-- EXERCISE DATA follows --

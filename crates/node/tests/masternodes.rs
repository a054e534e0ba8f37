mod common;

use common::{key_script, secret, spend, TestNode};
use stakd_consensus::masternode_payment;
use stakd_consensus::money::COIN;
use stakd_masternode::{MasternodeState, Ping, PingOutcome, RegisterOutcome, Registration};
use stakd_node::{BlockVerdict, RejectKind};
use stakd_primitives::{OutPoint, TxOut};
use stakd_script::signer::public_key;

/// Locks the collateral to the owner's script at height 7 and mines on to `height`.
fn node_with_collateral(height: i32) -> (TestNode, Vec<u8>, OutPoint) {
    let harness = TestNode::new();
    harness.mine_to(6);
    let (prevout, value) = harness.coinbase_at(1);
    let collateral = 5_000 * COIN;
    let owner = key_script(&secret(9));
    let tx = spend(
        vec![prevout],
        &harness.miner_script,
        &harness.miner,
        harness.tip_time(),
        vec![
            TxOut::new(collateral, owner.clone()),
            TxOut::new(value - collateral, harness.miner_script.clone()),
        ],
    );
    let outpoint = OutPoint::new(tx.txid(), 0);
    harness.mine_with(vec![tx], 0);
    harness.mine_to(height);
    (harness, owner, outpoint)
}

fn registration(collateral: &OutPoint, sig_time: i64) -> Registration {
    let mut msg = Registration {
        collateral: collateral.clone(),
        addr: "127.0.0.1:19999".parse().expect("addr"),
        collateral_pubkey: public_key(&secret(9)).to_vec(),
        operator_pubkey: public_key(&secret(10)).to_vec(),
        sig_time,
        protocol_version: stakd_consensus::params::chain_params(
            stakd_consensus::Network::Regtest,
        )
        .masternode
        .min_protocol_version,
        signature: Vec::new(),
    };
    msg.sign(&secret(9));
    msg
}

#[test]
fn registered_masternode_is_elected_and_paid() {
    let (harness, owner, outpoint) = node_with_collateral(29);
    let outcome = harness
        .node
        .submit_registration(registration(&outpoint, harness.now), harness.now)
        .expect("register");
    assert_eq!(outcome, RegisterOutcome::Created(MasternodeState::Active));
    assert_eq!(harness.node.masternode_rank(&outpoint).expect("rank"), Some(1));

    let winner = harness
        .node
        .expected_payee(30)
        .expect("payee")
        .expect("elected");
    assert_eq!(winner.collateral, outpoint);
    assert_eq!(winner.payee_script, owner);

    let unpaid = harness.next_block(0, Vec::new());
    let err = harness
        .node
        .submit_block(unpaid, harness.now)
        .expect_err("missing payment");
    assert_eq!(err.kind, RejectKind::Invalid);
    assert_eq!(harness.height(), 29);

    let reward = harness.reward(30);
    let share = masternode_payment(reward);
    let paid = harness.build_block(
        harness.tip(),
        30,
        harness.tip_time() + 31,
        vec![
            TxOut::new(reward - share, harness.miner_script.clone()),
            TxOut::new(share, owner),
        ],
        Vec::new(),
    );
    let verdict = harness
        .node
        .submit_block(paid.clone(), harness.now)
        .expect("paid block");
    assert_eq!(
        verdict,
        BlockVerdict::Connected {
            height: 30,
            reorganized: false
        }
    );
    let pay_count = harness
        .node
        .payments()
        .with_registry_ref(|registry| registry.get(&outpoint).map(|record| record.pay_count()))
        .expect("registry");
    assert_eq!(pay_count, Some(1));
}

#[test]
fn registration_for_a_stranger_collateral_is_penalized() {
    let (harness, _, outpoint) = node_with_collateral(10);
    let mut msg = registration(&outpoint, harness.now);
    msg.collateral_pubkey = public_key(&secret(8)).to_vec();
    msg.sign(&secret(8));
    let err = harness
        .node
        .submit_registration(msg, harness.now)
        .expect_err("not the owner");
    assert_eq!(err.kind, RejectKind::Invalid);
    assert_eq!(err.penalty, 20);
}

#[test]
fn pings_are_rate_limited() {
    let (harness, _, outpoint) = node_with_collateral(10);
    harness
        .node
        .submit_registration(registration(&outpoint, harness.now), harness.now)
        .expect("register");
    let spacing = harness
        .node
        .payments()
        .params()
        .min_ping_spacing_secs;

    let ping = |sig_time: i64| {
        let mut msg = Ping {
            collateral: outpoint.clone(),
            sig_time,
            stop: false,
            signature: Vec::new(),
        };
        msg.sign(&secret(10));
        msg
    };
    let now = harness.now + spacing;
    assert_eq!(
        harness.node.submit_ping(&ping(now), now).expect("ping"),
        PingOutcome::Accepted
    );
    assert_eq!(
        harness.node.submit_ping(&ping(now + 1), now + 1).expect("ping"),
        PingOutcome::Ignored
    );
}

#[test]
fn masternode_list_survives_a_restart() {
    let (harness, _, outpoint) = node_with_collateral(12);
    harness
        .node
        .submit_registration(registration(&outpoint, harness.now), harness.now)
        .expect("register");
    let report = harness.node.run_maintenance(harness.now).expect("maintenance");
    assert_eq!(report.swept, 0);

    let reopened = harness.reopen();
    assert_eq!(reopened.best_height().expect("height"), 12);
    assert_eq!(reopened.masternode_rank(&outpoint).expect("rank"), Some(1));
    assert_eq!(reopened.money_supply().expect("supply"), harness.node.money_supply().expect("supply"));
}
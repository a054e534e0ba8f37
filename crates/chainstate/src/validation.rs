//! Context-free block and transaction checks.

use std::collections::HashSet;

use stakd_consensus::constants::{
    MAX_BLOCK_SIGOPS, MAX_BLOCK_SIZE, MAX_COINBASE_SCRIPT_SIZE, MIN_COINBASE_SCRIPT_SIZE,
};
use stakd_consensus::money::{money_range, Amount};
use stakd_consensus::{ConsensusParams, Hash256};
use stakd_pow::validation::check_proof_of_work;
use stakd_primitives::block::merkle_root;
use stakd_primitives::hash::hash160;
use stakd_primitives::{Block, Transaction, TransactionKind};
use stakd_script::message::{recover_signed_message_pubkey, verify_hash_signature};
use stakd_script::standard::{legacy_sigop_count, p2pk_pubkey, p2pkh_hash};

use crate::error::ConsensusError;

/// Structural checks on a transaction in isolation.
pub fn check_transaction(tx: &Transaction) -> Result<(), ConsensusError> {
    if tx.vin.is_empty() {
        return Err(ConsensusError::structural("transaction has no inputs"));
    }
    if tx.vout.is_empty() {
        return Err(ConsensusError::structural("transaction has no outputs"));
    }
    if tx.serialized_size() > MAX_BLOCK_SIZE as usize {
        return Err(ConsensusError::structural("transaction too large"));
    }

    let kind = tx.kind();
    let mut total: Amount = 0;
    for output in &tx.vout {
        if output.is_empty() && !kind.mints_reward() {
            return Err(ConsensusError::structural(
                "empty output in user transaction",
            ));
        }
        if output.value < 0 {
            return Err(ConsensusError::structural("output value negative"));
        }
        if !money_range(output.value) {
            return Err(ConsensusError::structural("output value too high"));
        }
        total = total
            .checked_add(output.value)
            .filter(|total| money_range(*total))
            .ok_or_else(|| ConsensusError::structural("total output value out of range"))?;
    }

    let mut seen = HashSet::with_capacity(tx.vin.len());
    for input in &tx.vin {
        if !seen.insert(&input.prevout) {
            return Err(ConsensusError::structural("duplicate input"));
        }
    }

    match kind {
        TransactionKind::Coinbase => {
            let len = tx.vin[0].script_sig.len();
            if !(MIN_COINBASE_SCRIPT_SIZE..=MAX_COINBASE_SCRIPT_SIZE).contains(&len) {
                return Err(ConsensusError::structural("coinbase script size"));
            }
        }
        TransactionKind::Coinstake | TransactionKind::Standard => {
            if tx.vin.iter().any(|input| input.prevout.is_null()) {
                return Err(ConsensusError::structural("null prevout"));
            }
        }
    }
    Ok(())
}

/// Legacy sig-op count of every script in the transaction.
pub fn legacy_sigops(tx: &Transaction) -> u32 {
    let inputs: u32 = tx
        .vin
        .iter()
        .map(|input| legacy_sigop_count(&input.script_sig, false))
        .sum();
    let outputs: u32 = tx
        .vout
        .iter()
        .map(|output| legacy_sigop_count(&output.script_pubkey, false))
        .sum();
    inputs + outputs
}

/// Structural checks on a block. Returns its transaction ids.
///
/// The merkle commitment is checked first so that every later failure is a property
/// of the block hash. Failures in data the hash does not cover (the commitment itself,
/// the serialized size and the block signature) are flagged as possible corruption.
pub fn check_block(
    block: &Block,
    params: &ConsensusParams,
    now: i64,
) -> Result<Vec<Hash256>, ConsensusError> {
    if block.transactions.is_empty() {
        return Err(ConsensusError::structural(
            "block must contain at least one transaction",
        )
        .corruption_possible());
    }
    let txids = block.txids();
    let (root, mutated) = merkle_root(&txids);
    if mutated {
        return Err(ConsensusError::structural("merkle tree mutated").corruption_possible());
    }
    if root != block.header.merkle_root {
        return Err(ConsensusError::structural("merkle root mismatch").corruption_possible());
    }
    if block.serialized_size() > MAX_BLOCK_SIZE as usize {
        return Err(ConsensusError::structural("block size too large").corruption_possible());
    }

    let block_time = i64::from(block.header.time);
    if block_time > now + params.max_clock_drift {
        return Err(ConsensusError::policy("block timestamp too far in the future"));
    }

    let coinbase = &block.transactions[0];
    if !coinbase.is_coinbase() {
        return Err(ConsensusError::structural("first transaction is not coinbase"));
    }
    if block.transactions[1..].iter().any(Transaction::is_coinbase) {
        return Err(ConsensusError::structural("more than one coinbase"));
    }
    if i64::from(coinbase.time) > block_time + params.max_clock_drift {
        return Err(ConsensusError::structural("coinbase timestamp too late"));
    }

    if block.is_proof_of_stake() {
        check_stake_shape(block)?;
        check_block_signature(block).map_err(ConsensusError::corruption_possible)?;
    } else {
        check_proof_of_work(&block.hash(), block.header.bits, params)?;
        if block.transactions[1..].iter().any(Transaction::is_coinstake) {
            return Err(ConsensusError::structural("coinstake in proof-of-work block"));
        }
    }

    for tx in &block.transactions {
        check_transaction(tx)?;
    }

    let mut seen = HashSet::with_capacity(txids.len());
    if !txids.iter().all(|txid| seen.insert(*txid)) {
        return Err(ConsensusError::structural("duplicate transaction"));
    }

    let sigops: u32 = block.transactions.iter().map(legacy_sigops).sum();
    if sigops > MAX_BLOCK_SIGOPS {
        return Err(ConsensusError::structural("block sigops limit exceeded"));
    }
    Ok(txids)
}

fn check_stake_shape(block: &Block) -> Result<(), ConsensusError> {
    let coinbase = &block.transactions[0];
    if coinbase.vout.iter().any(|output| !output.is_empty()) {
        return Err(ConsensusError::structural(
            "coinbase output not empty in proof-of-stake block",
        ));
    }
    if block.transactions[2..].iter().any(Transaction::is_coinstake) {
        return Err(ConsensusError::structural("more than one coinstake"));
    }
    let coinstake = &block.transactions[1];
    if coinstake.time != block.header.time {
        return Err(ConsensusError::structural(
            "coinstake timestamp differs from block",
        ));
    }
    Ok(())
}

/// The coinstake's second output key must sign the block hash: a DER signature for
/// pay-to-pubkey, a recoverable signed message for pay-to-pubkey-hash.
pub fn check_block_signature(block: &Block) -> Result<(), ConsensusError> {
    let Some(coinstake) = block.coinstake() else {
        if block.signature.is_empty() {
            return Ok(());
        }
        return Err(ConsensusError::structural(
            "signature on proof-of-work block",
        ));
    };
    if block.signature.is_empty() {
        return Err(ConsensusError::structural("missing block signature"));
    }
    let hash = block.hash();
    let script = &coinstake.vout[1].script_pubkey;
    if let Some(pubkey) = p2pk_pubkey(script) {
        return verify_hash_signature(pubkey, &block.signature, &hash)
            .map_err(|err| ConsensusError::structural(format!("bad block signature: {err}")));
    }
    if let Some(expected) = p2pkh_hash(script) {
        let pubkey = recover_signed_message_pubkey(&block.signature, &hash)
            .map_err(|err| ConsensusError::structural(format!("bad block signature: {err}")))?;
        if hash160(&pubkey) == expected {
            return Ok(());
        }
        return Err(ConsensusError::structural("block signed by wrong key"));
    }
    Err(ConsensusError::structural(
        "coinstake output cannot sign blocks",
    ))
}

-- EXERCISE DATA concluded --
-- EXERCISE DATA follows --

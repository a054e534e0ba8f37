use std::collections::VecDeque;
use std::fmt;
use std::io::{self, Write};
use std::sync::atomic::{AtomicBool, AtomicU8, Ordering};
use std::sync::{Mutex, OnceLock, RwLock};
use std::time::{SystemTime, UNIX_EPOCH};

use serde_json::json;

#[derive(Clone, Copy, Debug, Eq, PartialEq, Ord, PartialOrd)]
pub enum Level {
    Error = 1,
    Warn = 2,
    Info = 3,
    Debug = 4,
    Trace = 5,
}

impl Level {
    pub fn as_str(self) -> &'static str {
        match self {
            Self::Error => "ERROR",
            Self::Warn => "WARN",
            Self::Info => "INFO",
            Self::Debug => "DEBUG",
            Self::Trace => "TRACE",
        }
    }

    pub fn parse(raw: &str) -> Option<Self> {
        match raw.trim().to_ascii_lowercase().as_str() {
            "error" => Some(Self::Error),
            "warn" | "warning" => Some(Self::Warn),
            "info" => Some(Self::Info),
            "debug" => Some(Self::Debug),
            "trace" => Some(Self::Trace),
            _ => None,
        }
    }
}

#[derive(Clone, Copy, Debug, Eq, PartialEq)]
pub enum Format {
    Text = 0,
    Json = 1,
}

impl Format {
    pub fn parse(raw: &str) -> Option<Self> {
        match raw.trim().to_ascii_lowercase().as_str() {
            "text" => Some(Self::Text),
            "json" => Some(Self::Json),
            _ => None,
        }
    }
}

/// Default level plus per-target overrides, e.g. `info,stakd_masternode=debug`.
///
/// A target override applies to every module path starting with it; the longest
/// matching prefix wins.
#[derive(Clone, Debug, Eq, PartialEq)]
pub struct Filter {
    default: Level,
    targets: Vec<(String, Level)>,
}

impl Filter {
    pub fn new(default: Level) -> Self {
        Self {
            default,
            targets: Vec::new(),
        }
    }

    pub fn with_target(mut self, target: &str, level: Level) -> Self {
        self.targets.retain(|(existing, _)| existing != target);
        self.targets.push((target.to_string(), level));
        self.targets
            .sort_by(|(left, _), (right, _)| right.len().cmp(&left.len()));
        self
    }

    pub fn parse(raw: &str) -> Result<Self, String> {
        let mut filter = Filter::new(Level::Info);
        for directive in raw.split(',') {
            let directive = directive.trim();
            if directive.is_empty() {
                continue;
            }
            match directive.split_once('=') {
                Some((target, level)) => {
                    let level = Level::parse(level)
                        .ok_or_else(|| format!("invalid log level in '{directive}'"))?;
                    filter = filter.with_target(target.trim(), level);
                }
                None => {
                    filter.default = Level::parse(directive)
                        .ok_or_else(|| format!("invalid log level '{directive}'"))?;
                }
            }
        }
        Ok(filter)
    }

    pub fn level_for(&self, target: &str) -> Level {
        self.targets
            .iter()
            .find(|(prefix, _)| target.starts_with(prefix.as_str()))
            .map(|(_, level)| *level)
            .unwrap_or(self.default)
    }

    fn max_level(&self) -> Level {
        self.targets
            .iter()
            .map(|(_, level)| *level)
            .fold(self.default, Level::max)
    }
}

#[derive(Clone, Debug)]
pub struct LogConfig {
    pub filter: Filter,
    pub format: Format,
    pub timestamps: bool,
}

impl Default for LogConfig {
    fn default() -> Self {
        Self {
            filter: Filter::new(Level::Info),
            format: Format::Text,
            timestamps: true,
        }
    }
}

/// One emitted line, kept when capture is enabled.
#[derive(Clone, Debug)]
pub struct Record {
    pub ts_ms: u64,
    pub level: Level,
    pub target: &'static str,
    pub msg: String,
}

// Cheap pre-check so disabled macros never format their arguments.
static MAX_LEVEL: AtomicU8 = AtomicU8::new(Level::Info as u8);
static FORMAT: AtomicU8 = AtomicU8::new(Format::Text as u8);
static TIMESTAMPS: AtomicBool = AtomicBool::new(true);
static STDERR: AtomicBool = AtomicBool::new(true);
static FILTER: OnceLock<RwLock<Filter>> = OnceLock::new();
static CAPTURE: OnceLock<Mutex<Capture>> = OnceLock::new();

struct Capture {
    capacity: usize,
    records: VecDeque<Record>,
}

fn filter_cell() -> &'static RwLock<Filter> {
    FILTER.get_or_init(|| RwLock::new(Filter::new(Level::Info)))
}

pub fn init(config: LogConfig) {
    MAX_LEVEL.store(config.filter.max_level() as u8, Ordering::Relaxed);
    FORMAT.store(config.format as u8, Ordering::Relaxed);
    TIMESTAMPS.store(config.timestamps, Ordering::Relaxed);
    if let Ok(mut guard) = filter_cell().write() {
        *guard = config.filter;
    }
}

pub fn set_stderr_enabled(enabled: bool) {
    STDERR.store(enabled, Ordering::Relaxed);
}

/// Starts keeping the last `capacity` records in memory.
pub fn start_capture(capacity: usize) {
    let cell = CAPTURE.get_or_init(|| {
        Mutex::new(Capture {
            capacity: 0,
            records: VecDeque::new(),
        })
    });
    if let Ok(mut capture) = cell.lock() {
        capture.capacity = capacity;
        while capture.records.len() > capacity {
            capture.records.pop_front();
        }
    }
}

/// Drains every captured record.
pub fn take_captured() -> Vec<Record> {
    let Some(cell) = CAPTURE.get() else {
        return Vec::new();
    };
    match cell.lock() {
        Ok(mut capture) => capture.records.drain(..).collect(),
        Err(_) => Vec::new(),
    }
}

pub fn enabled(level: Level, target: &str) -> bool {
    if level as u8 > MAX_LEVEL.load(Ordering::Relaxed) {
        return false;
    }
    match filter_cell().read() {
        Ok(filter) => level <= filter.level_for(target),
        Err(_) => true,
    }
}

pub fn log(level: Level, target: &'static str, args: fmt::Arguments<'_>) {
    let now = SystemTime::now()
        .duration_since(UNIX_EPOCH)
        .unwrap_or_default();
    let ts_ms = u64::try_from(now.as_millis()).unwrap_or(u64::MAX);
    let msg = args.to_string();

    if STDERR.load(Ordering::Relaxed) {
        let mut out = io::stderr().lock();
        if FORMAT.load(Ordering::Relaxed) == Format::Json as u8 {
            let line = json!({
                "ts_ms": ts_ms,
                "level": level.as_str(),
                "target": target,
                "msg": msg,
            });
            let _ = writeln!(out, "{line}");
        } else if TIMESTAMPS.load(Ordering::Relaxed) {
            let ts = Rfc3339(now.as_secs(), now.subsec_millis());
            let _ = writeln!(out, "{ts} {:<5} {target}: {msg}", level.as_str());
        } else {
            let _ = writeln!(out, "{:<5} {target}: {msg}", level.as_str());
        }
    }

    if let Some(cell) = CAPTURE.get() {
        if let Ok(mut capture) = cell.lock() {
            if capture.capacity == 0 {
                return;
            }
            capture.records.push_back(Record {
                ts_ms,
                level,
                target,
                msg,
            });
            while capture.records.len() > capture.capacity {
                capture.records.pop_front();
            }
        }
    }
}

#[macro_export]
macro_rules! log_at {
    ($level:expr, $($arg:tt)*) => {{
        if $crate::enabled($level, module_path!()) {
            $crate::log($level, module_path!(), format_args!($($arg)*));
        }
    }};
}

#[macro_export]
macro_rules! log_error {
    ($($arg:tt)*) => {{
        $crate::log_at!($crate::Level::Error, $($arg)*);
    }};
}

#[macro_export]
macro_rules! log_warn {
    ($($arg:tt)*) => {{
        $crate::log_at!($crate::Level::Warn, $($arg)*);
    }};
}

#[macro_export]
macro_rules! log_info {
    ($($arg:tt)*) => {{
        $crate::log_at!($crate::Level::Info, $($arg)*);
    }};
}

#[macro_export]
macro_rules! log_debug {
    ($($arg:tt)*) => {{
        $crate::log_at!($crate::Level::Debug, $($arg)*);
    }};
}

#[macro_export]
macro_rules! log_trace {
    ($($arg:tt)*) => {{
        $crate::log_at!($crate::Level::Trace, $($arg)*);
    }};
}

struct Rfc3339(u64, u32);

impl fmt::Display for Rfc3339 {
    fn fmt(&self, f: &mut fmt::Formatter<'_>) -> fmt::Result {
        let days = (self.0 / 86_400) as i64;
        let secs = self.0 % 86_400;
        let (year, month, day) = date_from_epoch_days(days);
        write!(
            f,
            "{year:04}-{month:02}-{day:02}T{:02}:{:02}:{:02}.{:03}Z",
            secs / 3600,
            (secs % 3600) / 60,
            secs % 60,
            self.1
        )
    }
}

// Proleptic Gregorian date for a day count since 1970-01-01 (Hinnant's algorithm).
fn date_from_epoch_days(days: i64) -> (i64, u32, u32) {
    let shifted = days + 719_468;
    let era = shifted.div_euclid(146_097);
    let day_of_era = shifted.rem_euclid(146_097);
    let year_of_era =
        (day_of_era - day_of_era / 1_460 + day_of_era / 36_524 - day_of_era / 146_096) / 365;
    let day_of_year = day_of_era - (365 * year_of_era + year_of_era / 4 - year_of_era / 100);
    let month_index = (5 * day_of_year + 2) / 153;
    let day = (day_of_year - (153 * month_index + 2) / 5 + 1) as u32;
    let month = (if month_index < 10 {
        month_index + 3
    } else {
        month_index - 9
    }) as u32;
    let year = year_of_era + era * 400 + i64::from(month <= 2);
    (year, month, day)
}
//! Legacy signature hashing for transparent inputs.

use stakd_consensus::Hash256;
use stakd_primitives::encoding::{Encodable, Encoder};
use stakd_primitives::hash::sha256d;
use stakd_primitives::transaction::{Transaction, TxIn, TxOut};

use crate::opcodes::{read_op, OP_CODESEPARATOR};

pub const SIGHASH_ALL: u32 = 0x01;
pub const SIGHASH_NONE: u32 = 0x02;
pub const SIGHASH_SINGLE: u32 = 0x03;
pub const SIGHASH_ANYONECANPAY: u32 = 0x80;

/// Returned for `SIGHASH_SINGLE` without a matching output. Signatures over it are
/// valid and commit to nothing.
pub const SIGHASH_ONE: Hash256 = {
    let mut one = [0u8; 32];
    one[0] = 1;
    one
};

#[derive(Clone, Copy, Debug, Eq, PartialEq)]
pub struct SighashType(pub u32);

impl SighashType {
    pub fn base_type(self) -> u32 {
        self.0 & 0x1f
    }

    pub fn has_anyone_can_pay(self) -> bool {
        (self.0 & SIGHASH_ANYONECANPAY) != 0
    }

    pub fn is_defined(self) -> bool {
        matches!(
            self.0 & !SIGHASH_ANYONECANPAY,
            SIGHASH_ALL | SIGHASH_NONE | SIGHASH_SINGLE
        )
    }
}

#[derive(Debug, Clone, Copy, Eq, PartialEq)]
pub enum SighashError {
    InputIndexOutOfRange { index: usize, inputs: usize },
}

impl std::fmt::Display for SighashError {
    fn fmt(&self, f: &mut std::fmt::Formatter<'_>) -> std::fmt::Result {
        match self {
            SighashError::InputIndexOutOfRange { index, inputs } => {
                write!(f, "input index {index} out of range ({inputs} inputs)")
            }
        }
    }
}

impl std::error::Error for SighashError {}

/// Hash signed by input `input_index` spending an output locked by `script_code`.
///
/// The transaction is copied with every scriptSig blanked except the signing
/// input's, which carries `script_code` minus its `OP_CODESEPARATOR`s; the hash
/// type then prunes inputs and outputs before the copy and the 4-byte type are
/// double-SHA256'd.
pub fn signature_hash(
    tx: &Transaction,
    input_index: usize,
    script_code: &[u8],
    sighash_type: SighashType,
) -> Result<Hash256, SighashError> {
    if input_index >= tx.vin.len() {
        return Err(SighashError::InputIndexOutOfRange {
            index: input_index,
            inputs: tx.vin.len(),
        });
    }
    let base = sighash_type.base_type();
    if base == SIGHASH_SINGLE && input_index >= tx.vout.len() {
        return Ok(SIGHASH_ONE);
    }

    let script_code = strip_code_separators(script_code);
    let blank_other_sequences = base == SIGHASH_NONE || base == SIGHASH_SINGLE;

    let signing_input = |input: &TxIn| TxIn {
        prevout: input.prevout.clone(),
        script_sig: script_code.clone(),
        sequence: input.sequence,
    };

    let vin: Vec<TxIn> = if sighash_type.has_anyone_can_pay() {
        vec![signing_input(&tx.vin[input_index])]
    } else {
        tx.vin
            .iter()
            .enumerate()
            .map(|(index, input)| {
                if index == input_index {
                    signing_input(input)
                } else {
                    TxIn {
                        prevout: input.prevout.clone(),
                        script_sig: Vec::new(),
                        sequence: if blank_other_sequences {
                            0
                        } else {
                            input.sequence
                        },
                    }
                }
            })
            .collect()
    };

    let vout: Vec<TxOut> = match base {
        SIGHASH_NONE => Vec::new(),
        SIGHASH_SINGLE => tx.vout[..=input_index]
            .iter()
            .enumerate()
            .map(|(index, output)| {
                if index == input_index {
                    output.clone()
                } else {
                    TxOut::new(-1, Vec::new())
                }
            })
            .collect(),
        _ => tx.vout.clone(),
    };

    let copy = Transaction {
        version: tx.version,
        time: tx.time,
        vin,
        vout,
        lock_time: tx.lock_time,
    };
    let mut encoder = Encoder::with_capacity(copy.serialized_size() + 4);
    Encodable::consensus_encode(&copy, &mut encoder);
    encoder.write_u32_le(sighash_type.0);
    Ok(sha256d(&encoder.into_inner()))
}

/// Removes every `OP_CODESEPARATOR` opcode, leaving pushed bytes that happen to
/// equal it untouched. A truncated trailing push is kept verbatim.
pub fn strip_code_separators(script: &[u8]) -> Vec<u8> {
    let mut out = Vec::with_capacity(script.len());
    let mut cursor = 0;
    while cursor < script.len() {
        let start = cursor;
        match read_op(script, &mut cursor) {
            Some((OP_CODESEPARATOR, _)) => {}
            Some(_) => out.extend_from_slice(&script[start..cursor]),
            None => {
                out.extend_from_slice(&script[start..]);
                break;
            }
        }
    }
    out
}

-- EXERCISE DATA concluded --
-- EXERCISE DATA follows --

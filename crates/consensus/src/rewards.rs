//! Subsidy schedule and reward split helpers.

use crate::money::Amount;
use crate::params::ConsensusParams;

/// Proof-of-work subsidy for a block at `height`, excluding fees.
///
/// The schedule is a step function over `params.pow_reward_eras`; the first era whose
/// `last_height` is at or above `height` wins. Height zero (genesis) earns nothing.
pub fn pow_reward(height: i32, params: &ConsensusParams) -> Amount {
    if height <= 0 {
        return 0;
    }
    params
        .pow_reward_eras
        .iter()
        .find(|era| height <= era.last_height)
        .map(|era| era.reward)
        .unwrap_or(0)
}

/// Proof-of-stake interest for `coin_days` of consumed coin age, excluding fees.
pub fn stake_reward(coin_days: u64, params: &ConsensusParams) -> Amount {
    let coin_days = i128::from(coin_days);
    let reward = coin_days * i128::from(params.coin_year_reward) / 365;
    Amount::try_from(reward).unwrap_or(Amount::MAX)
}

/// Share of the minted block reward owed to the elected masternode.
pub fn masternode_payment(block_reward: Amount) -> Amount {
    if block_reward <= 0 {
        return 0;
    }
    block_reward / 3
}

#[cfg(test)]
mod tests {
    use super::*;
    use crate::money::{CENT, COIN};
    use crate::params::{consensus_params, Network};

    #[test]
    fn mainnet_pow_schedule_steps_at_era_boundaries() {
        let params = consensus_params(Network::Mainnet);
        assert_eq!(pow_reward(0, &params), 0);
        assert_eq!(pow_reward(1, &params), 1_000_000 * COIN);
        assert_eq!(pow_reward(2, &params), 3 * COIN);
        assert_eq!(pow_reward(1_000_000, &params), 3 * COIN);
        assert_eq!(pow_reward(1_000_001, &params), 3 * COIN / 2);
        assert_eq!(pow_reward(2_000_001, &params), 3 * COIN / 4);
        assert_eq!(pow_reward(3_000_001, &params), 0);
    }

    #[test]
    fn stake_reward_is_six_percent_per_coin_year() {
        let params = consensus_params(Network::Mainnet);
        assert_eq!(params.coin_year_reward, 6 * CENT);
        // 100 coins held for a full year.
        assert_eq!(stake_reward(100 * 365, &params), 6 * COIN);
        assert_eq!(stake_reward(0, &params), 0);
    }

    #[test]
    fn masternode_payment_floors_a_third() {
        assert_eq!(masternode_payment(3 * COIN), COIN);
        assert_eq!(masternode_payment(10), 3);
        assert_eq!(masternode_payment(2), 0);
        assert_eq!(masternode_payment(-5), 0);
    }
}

-- EXERCISE DATA concluded --

### WHAT YOU NEED TO DO
Above are the entries; copy every line among them that contains the word "registry".

### EXERCISE RESULT
        .with_registry_ref(|registry| registry.get(&outpoint).map(|record| record.pay_count()))
        .expect("registry");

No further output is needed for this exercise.